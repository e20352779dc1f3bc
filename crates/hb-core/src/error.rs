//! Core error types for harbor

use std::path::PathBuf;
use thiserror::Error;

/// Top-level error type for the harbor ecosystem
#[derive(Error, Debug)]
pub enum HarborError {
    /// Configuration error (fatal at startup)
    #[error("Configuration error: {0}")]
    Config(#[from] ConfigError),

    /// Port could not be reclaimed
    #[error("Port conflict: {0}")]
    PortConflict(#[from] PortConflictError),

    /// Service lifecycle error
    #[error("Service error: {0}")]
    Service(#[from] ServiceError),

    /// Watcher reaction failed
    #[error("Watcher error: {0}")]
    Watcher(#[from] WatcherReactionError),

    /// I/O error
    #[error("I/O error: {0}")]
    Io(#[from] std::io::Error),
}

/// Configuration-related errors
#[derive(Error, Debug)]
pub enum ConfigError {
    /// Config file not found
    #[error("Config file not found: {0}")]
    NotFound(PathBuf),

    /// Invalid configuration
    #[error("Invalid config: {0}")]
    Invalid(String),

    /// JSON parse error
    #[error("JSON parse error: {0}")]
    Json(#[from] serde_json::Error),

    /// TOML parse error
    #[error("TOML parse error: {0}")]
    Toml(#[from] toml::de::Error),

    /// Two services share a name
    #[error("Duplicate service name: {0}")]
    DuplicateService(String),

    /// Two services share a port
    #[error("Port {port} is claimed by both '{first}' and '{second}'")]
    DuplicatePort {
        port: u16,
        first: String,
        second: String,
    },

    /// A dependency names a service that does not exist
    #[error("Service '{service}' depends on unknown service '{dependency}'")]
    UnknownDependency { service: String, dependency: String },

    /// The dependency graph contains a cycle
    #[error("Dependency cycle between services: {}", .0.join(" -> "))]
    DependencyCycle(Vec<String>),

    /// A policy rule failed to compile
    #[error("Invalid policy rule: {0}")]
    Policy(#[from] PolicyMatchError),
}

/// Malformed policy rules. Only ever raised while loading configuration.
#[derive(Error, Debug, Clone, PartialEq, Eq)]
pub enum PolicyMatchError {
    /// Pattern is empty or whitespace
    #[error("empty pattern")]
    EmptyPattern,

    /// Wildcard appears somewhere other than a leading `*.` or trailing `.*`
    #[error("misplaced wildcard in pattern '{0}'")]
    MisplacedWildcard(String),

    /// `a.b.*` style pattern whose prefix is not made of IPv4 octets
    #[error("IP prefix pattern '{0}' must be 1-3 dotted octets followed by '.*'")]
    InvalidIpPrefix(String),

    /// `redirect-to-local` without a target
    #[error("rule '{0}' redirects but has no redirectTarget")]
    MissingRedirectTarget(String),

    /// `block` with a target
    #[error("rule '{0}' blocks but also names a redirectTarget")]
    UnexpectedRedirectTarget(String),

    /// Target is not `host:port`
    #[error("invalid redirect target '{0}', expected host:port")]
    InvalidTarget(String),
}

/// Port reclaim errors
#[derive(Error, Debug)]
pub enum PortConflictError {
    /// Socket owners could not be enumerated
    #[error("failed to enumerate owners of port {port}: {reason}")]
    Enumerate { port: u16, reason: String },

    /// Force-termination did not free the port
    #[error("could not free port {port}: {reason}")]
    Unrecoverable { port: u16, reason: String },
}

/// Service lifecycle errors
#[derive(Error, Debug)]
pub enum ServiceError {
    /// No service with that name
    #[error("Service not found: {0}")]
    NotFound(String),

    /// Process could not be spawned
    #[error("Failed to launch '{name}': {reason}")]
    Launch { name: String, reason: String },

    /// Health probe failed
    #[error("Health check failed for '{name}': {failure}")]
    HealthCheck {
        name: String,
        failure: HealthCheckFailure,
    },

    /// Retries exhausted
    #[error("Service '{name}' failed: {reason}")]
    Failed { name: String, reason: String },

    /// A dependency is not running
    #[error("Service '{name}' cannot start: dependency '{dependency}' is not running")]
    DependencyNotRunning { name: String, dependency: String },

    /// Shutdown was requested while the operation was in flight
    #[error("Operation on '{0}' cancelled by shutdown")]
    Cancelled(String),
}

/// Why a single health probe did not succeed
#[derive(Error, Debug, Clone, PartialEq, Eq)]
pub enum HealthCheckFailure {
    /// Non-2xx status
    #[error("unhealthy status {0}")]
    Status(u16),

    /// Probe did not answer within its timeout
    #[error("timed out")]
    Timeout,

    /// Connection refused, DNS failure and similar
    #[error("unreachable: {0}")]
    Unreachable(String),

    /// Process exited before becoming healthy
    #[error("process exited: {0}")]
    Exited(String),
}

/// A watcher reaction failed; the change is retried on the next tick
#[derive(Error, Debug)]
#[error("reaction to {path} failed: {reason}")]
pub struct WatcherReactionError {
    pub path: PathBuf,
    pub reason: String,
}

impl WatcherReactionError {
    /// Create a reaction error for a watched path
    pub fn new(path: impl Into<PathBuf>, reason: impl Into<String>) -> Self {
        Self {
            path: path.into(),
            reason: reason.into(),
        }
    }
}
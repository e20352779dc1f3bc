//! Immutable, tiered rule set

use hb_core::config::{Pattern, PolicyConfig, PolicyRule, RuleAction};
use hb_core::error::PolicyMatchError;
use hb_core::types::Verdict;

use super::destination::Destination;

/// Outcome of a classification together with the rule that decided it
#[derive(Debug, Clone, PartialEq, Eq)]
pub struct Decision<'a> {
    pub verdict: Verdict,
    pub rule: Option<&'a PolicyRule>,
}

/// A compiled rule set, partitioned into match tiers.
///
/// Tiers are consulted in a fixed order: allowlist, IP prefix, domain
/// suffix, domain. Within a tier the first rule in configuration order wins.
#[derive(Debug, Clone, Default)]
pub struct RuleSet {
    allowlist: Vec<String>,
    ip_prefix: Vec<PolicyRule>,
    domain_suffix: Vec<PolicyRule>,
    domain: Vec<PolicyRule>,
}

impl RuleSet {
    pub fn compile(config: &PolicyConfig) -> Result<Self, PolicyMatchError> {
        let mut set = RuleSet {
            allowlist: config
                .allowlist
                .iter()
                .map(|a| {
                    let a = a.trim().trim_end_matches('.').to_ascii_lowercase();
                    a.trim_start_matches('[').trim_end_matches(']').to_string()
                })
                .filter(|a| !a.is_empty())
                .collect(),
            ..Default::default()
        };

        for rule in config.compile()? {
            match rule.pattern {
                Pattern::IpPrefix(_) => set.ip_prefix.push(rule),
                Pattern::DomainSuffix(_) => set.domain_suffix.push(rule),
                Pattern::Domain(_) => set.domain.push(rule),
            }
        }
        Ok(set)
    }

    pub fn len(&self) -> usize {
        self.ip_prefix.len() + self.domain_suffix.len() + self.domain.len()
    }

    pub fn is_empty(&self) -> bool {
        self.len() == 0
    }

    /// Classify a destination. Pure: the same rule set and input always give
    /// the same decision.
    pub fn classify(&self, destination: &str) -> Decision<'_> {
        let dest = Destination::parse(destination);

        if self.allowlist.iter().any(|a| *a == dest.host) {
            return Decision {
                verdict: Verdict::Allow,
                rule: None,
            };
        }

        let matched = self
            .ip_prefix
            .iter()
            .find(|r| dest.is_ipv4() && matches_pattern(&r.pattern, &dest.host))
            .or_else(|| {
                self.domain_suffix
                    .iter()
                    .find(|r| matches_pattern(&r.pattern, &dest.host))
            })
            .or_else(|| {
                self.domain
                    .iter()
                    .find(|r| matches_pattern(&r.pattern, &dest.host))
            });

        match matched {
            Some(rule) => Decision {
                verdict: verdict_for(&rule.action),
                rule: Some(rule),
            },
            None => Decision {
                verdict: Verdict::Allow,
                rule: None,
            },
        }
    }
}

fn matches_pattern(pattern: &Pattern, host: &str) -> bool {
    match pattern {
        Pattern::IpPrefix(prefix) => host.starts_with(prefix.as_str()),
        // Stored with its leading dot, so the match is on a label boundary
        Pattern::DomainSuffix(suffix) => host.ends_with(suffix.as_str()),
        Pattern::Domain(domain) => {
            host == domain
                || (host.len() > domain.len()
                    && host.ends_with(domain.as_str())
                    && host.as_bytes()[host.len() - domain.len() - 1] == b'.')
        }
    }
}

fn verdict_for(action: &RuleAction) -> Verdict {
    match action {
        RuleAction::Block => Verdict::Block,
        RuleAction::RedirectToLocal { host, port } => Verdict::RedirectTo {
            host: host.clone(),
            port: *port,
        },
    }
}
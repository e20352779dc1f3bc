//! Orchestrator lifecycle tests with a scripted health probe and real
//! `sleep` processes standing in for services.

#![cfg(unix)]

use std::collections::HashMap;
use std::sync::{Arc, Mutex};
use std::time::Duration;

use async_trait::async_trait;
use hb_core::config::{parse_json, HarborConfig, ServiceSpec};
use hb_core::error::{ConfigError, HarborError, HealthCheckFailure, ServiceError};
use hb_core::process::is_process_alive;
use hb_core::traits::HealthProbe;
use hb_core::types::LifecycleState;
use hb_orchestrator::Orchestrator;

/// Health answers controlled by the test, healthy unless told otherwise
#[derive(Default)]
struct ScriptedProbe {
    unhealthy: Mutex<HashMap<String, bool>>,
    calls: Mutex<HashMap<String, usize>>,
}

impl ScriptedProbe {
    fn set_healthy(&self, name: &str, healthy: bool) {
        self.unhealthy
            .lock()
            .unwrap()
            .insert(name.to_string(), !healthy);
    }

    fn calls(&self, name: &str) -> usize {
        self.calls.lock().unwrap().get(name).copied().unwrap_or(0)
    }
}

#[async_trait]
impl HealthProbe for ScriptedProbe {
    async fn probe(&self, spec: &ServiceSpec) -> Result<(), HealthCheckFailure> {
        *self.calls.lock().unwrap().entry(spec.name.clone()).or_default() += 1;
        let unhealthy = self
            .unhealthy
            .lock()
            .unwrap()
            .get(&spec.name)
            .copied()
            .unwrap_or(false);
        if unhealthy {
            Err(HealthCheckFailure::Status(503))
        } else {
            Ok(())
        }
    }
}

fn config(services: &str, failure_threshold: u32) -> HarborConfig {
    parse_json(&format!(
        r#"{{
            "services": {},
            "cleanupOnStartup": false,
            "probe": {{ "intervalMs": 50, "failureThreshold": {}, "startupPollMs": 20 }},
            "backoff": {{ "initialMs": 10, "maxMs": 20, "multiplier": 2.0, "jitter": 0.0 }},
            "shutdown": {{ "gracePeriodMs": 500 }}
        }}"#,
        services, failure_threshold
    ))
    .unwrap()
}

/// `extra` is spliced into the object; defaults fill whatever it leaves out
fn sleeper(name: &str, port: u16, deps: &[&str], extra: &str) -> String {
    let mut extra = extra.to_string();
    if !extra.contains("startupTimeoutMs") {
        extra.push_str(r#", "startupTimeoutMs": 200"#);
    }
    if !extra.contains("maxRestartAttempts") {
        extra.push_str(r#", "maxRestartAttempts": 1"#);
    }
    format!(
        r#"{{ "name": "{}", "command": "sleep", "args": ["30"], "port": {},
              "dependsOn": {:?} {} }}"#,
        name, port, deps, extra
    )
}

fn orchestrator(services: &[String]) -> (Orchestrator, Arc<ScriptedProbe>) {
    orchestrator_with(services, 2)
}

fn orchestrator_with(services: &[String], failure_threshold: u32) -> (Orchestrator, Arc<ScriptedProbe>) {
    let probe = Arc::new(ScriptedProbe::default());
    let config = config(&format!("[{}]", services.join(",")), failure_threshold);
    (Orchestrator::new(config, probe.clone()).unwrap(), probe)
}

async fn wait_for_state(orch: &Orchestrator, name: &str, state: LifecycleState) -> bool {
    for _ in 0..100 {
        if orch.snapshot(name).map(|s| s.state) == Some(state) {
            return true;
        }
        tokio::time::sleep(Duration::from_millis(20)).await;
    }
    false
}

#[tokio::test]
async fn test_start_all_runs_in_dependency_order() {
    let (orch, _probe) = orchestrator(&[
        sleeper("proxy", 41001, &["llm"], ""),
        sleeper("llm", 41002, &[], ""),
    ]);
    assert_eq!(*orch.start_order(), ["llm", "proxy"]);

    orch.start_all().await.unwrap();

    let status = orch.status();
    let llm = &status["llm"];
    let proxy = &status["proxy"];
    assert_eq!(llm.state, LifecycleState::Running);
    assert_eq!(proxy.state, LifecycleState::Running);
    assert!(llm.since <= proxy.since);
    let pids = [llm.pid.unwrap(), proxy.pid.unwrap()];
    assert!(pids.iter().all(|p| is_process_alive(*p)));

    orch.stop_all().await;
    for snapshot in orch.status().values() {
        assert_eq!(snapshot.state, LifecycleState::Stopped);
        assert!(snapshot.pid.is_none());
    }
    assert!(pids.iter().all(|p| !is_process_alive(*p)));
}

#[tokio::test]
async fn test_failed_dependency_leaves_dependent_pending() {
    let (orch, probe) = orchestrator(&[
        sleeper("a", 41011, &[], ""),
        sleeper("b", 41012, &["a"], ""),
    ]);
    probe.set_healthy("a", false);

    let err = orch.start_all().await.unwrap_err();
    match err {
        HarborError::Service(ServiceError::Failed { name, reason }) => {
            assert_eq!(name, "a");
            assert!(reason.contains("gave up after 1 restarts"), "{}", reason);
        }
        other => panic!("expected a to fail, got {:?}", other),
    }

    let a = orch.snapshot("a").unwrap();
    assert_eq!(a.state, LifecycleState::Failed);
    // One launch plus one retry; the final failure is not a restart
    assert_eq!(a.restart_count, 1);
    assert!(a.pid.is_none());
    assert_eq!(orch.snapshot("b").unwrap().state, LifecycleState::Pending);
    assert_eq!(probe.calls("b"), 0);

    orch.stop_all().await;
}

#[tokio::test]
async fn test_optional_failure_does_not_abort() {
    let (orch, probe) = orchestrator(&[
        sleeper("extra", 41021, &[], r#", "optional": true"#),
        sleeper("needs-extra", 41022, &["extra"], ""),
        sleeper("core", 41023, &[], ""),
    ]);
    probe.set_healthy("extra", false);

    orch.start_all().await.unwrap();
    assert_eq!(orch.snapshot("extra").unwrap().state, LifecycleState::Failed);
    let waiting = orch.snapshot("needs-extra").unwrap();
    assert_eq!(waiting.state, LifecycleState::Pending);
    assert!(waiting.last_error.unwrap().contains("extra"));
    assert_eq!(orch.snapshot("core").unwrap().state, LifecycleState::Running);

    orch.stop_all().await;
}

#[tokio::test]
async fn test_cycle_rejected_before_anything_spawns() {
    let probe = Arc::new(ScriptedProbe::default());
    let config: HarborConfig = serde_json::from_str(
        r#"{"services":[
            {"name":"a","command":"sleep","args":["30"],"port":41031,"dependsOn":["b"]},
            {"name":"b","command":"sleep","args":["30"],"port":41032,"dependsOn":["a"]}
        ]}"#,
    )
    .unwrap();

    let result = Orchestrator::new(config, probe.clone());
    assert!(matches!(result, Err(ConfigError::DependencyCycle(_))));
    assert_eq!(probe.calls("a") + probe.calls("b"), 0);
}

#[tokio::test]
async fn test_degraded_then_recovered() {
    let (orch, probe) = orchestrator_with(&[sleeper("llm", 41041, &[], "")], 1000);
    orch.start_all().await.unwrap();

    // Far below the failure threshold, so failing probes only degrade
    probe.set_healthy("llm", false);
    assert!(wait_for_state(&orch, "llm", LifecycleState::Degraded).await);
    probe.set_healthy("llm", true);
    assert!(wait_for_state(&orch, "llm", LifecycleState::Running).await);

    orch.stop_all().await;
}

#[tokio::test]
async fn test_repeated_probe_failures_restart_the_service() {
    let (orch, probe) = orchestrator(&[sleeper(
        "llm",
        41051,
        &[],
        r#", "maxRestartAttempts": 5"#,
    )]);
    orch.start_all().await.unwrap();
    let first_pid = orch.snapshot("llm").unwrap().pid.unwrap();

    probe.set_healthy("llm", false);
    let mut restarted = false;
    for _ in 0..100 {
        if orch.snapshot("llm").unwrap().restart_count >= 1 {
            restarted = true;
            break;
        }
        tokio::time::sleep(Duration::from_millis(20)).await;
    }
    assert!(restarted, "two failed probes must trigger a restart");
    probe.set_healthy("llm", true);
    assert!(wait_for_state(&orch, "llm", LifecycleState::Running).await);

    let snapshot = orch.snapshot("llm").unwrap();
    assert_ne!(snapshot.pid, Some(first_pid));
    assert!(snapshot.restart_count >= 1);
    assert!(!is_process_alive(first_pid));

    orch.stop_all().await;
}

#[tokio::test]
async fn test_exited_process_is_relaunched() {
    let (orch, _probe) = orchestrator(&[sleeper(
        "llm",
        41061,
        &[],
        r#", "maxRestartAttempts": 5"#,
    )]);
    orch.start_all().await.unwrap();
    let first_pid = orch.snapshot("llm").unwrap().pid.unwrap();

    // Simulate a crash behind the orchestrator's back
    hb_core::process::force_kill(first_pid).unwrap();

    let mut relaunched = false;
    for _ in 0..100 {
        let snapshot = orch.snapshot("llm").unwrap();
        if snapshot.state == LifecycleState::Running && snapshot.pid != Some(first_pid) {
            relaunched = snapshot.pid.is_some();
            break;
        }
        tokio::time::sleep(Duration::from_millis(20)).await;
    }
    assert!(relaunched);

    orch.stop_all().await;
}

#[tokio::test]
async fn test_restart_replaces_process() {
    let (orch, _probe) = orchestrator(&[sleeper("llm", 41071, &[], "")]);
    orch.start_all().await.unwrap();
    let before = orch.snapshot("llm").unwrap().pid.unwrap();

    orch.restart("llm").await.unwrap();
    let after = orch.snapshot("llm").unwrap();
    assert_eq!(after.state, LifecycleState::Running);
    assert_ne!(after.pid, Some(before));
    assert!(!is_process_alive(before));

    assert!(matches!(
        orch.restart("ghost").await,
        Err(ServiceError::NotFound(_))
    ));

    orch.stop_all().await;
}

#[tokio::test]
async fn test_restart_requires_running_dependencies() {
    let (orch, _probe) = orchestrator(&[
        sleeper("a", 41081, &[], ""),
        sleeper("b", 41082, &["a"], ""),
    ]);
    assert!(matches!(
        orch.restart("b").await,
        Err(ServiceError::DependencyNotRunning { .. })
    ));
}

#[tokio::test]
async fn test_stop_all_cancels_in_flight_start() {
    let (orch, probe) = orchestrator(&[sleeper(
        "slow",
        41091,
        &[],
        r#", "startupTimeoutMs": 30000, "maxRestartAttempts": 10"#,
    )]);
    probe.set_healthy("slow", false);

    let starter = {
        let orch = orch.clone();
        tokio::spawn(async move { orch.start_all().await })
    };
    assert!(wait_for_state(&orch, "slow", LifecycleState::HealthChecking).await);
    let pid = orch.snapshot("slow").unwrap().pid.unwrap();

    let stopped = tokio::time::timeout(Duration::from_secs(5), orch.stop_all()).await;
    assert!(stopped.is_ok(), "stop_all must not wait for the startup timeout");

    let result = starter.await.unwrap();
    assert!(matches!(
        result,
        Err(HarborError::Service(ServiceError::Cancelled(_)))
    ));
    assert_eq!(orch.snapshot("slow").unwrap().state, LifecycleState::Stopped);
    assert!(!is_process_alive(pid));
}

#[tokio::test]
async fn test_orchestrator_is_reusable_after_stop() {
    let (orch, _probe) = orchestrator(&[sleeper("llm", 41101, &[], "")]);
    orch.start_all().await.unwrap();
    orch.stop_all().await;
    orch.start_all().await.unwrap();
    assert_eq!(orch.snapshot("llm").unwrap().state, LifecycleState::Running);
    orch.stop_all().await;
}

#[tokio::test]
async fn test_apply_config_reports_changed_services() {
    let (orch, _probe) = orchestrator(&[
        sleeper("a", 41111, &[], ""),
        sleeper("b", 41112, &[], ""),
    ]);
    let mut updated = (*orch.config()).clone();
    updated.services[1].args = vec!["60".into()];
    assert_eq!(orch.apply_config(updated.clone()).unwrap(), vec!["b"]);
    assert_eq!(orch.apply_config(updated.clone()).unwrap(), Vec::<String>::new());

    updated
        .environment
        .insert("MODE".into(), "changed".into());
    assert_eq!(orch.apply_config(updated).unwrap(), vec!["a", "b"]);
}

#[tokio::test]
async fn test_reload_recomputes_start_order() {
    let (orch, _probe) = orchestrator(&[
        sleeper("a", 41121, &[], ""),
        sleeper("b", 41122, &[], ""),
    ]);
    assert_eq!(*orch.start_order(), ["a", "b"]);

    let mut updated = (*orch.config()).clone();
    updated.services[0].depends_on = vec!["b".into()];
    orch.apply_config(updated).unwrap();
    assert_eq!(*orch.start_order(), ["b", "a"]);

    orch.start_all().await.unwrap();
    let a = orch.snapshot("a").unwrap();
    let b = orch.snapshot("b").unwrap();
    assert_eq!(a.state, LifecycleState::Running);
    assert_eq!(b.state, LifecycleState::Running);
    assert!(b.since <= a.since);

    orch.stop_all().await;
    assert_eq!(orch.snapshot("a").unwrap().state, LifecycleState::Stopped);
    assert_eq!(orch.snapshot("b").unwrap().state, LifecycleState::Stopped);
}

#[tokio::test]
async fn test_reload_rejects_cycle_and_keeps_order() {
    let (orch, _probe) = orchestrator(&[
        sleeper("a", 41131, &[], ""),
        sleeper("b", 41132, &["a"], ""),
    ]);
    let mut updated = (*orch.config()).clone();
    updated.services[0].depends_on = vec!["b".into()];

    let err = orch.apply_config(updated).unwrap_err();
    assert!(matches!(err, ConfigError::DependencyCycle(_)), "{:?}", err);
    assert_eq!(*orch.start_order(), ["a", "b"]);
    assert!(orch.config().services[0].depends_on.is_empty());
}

• [What to produce]
If a line in the entries above holds the word "destination", count it; then report the total alone.

• [Answer to the problem]
4